Justin Hendrix / Dec 26, 2022

A collection of the most read contributions from the Tech Policy Press community over the past year.

This year, the number of individual contributors to Tech Policy Press grew to 272, with a number of writers contributing on multiple occasions. There were a number of key themes that broadly reflect events that might be thought of as the most important of the year with regard to their impact on and intersection with tech policy: Russia's full scale invasion of Ukraine, Elon Musk's acquisition of Twitter, and the arrival of Europe's Digital Services Act.

What follows are the most read contributions of 2022:

1. Artifice and Intelligence

Emily Tucker, Executive Director of the Center on Privacy & Technology at Georgetown Law.

In a reflection on language and intent that resonated with many, in March Emily Tucker wrote about why the Privacy Center decided to stop using the terms “artificial intelligence,” “AI,” and “machine learning” in its work to expose and mitigate the harms of digital technologies in the lives of individuals and communities.

2. The Digital Services Act: How is Europe Planning to Regulate Tech?

Mathias Vermeulen, a director at AWO in Brussels and an affiliated researcher at the Centre for Law, Science, Technology and Society at the Vrije Universiteit Brussel.

Europe's new rules for how to regulate social media have the potential to create a fundamental paradigm shift to hold technology platforms to account, and have been labeled as a potential gold standard for other regulators around the world, wrote Mathias Vermeulen on the occasion of the ‘provisional agreement’ on the Digital Services Act (DSA) in April.

3. On Elon Musk’s Vision of Twitter as a Hive Mind

Joe Bak-Coleman, an associate research scientist at the Craig Newmark Center for Journalism Ethics and Security at Columbia University.

In November, Elon Musk tweeted that Twitter, the social media platform he now owns, can be thought of as a “collective, cybernetic super-intelligence” because it consists of “billions of bi-directional interactions per day.” The notion that a social media platform may represent a novel form of human intelligence is appealing because in many ways it is familiar, wrote Joe Bak-Coleman, evaluating Musk's claim.

4. The Future of Twitter is Open, or Bust

Chris Riley, senior fellow for internet governance at the R Street Institute and Richard Reisman a nonresident senior fellow at Lincoln Network.

Twitter’s best — and most likely, only — hope to survive as a service and as a business is to open up the platform, write Chris Riley and Richard Reisman.
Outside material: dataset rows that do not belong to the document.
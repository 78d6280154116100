use serde::{Deserialize, Serialize};

pub const STATE_SUBJECT: &str = "state:redir_cookie";
pub const SESSION_SUBJECT: &str = "state:auth_cookie";

/// Claims shared by every token this crate signs. The `sub` claim doubles as
/// the discriminant of [`TokenKind`].
#[derive(Debug, Clone, PartialEq, Eq, Serialize, Deserialize)]
pub struct Claims {
    #[serde(rename = "iss", default)]
    pub issuer: String,
    #[serde(rename = "aud", default, skip_serializing_if = "Vec::is_empty")]
    pub audience: Vec<String>,
    #[serde(rename = "exp", default)]
    pub expiration: u64,
    #[serde(rename = "nbf", default)]
    pub not_before: u64,
    #[serde(rename = "iat", default)]
    pub issued_at: u64,
    #[serde(flatten)]
    pub kind: TokenKind,
}

#[derive(Debug, Clone, PartialEq, Eq, Serialize, Deserialize)]
#[serde(tag = "sub")]
pub enum TokenKind {
    #[serde(rename = "state:redir_cookie")]
    LoginState {
        #[serde(default)]
        return_url: String,
    },
    #[serde(rename = "state:auth_cookie")]
    Session {
        #[serde(default)]
        username: String,
    },
}

impl Claims {
    pub fn new(issuer: &str, now: u64, ttl_secs: u64, kind: TokenKind) -> Self {
        Self {
            issuer: issuer.to_string(),
            audience: vec![issuer.to_string()],
            expiration: now.saturating_add(ttl_secs),
            not_before: now,
            issued_at: now,
            kind,
        }
    }

    /// `now` must lie in `[nbf, exp)`.
    pub fn is_current(&self, now: u64) -> bool {
        self.not_before <= now && now < self.expiration
    }

    pub fn subject(&self) -> &'static str {
        match self.kind {
            TokenKind::LoginState { .. } => STATE_SUBJECT,
            TokenKind::Session { .. } => SESSION_SUBJECT,
        }
    }
}

#[cfg(test)]
mod tests {
    use super::*;
    use serde_json::json;

    #[test]
    fn subject_tags_the_variant_on_the_wire() {
        let claims = Claims::new(
            "app",
            100,
            300,
            TokenKind::LoginState {
                return_url: "/pageA".to_string(),
            },
        );
        let value = serde_json::to_value(&claims).unwrap();
        assert_eq!(value["sub"], "state:redir_cookie");
        assert_eq!(value["return_url"], "/pageA");
        assert_eq!(value["aud"], json!(["app"]));
        assert_eq!(value["exp"], 400);
        assert_eq!(claims.subject(), STATE_SUBJECT);

        let back: Claims = serde_json::from_value(value).unwrap();
        assert_eq!(back, claims);
    }

    #[test]
    fn unknown_subject_does_not_decode() {
        let value = json!({"iss": "app", "sub": "state:other", "exp": 10, "nbf": 0, "iat": 0});
        assert!(serde_json::from_value::<Claims>(value).is_err());
    }

    #[test]
    fn session_without_username_decodes_empty() {
        let value = json!({"iss": "app", "sub": "state:auth_cookie", "exp": 10, "nbf": 0, "iat": 0});
        let claims: Claims = serde_json::from_value(value).unwrap();
        assert_eq!(
            claims.kind,
            TokenKind::Session {
                username: String::new()
            }
        );
    }

    #[test]
    fn validity_window_is_half_open() {
        let claims = Claims::new(
            "app",
            1_000,
            7_200,
            TokenKind::Session {
                username: "alice".to_string(),
            },
        );
        assert!(!claims.is_current(999));
        assert!(claims.is_current(1_000));
        assert!(claims.is_current(8_199));
        assert!(!claims.is_current(8_200));
    }
}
Let others build their own Twitter apps, and do their own filtering and moderation, while preserving the advantages of a centralized discovery and sharing mechanism through the underlying platform. And when other, independent Twitter apps succeed, so too will Twitter.

5. Ukraine, Russia, and the 21st Century Permanent Information War

Peter Pomerantzev, senior fellow at the SNF Agora Institute at Johns Hopkins University and co-director of Arena, a research project that explores how media can reach polarized and antagonistic audience.
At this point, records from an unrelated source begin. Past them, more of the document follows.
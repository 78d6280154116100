use jsonwebtoken::{Algorithm, DecodingKey, EncodingKey, Header, Validation, decode, encode};
use serde::Serialize;
use serde::de::DeserializeOwned;
use std::collections::HashSet;
use std::sync::{Arc, RwLock};
use tracing::debug;

use crate::{AuthnError, SecretSet};

/// HS256 compact tokens over a rotatable [`SecretSet`].
///
/// The codec checks signatures and decodes claims only. Temporal and
/// issuer checks belong to the caller, which knows which token kind it
/// expects.
pub struct TokenCodec {
    secrets: RwLock<Arc<SecretSet>>,
}

impl TokenCodec {
    pub fn new(secrets: SecretSet) -> Self {
        Self {
            secrets: RwLock::new(Arc::new(secrets)),
        }
    }

    /// Current snapshot; callers never observe a half-rotated set.
    pub fn secrets(&self) -> Result<Arc<SecretSet>, AuthnError> {
        self.secrets
            .read()
            .map(|guard| Arc::clone(&guard))
            .map_err(|_| AuthnError::Internal("secret set lock poisoned".to_string()))
    }

    pub fn publish(&self, secrets: SecretSet) -> Result<(), AuthnError> {
        let mut guard = self
            .secrets
            .write()
            .map_err(|_| AuthnError::Internal("secret set lock poisoned".to_string()))?;
        *guard = Arc::new(secrets);
        Ok(())
    }

    pub fn sign<T: Serialize>(&self, claims: &T) -> Result<String, AuthnError> {
        let secrets = self.secrets()?;
        let key = EncodingKey::from_secret(secrets.signing_key()?);
        Ok(encode(&Header::new(Algorithm::HS256), claims, &key)?)
    }

    /// Tries every key in order. Any failure collapses into
    /// [`AuthnError::NoValidKey`].
    pub fn verify<T: DeserializeOwned>(&self, token: &str) -> Result<T, AuthnError> {
        let secrets = self.secrets()?;
        let validation = signature_only_validation();

        for (index, key) in secrets.verification_keys().enumerate() {
            match decode::<T>(token, &DecodingKey::from_secret(key), &validation) {
                Ok(data) => return Ok(data.claims),
                Err(err) => debug!(key_index = index, error = %err, "token rejected under key"),
            }
        }

        Err(AuthnError::NoValidKey)
    }
}

fn signature_only_validation() -> Validation {
    let mut validation = Validation::new(Algorithm::HS256);
    validation.validate_exp = false;
    validation.validate_nbf = false;
    validation.validate_aud = false;
    validation.required_spec_claims = HashSet::new();
    validation
}

#[cfg(test)]
mod tests {
    use super::*;
    use crate::claims::{Claims, TokenKind};

    fn session_claims(username: &str) -> Claims {
        Claims::new(
            "app",
            1_000,
            7_200,
            TokenKind::Session {
                username: username.to_string(),
            },
        )
    }

    fn codec(keys: &[&str]) -> TokenCodec {
        TokenCodec::new(SecretSet::from_config(keys).unwrap())
    }

    #[test]
    fn sign_then_verify() {
        let codec = codec(&["k1"]);
        let token = codec.sign(&session_claims("alice")).unwrap();
        assert_eq!(token.split('.').count(), 3);

        let claims: Claims = codec.verify(&token).unwrap();
        assert_eq!(claims, session_claims("alice"));
    }

    #[test]
    fn sign_without_secret_fails() {
        let codec = TokenCodec::new(SecretSet::new(Vec::new()));
        assert!(matches!(
            codec.sign(&session_claims("alice")),
            Err(AuthnError::NoSigningSecret)
        ));
    }

    #[test]
    fn rotated_out_key_still_verifies_at_any_position() {
        let codec = codec(&["old"]);
        let token = codec.sign(&session_claims("bob")).unwrap();

        for keys in [
            vec!["new", "old"],
            vec!["newer", "new", "old"],
            vec!["a", "old", "b"],
        ] {
            codec
                .publish(SecretSet::from_config(keys.as_slice()).unwrap())
                .unwrap();
            let claims: Claims = codec.verify(&token).unwrap();
            assert_eq!(claims, session_claims("bob"));
        }

        codec.publish(SecretSet::from_config(&["new"]).unwrap()).unwrap();
        assert!(matches!(
            codec.verify::<Claims>(&token),
            Err(AuthnError::NoValidKey)
        ));
    }

    #[test]
    fn failures_are_indistinguishable() {
        let codec = codec(&["k1"]);
        let other = codec_with_other_key();
        let foreign = other.sign(&session_claims("eve")).unwrap();

        let malformed = codec.verify::<Claims>("not-a-token").unwrap_err();
        let wrong_key = codec.verify::<Claims>(&foreign).unwrap_err();
        assert_eq!(malformed.to_string(), wrong_key.to_string());
    }

    #[test]
    fn every_single_byte_flip_is_rejected() {
        let codec = codec(&["k1"]);
        let token = codec.sign(&session_claims("alice")).unwrap();

        for i in 0..token.len() {
            let mut bytes = token.clone().into_bytes();
            bytes[i] = if bytes[i] == b'A' { b'B' } else { b'A' };
            let tampered = String::from_utf8(bytes).unwrap();
            assert!(
                codec.verify::<Claims>(&tampered).is_err(),
                "flip at {i} was accepted"
            );
        }
    }

    fn codec_with_other_key() -> TokenCodec {
        codec(&["k2"])
    }
}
Peter Pomerantzev offered his observations on the role of dynamics in the information ecosystem in the conflict between Russia and Ukraine just a week before Russia's full scale invasion.

6. Can Mastodon Survive Europe’s Digital Services Act?

Konstantinos Komaitis is an Internet policy expert and author. He also serves at the Advisory Council of Tremau. Louis-Victor de Franssu, is the co-founder and CEO of Tremau, a technology Trust & Safety start-up, located in Paris.

Following Elon Musk's acquisition of Twitter, a substantial number of people are migrating to the ‘fediverse,’ and specifically to Mastodon, a similar microblogging platform that has been called “Twitter, with the underlying architecture of email”. Mastodon’s decentralization raises substantial questions about how existing regulatory regimes, such as Europe’s Digital Services Act (DSA), will apply, wrote Konstantinos Komaitis.

7. The Invasion of Ukraine is Horrific. Cutting the Russian People Off From the Internet Could Make It Worse.

Rebecca MacKinnon, Vice President for Global Advocacy at the Wikimedia Foundation.

Russia's full scale invasion of Ukraine precipitated a series of events that threaten to further “splinter” the global internet, thereby endangering the ability of everyone, everywhere to share and access open knowledge across borders, wrote Rebecca MacKinnon in March. Opponents of Russia’s invasion of Ukraine seeking to stem the Russian government’s cyber-attacks and disinformation campaigns must consider the technical and social complexities of the global internet — and avoid unintended consequences while acting decisively.

8. Debating Whether AI is Conscious Is A Distraction from Real Problems

Giada Pistilli is an Ethicist at Hugging Face and a P.h.D. Candidate in Philosophy at Sorbonne University.

In June, a Google engineer announced that he believed he may be talking to another consciousness when he interacted with a large language model he helped develop. Giada Pistilli concluded arguing about the consciousness of AI is a distraction, when current AI systems are increasingly pervasive, and pose countless ethical and social justice questions that deserve our urgent attention. For now, if we want to talk to another consciousness, the only companion we can be certain fits the bill is ourselves.

9. The Last Days of Myspace

Cory Doctorow is a science fiction author, activist and journalist.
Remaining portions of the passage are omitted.